Sunday, March 8, 2015

Law and Order: Pale of Settlement

My last post introduced a court case that my Tolchinsky family was involved with in 1899.  The saga continues below. (Thanks to Mark Halpern for the title!)
Tolchinsky Court Document; 1899; Nezhin
Translation as follows:

...and which, they said, was for the debt of townsperson Gersh Symonov Tolchinsky in the amount of 10 silver rubles according to the decision of the Losinovka County Court.
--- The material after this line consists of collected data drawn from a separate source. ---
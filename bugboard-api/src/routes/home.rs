/// Landing page
///
/// `GET /v1/home[?page=]`: signed-in users get the projects they are
/// assigned to, anonymous visitors the most visited issues.

use axum::{
    extract::{Query, State},
    Json,
};
use bugboard_shared::{
    auth::authorization::Actor,
    listing::{self, HomeListing, PageNumber},
};

use super::{with_sidebar, ListQuery, WithSidebar};
use crate::{app::AppState, error::ApiResult};

pub async fn home(
    State(state): State<AppState>,
    actor: Actor,
    Query(query): Query<ListQuery>,
) -> ApiResult<Json<WithSidebar<HomeListing>>> {
    let page = PageNumber::parse(query.page.as_deref());
    let listing = listing::home(&state.db, &actor, page, state.per_page()).await?;
    with_sidebar(&state.db, &actor, listing).await
}
/// Middleware modules for the API server
///
/// Authentication middleware lives in `bugboard_shared::auth::middleware`
/// so other binaries can reuse it; this module holds layers specific to
/// the HTTP server.

pub mod security;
However, since our personal effects were earned not by Gersh Tolchinsky but by my husband and our father the late Symon Naftulin Tolchinsky, our belongings were inherited by all in equal shares, and because of his state of poverty, our brother Gersh Tolchinsky sold us his share of the inheritance, to which we have proof in the form of an act of sale written in the office of Notary Public I. [M.] Shepelev. And therefore all personal effects in our possession belong not to Gersh Tolchinsky, but to us, Freida, Berka, and Ekheva Tolchinskys. And therefore we hereby respectfully request to release our personal belongings and return to us the samovars with accessories, for it is hard for us to pay for other person's debts. And therefore we most respectfully request you again that Your Excellency decide to return to us our samovars.
Freida Tolchinsky, Ekhova Tolchinsky, and for them, illiterate persons, and for myself I sign 
Berko Tolchinsky.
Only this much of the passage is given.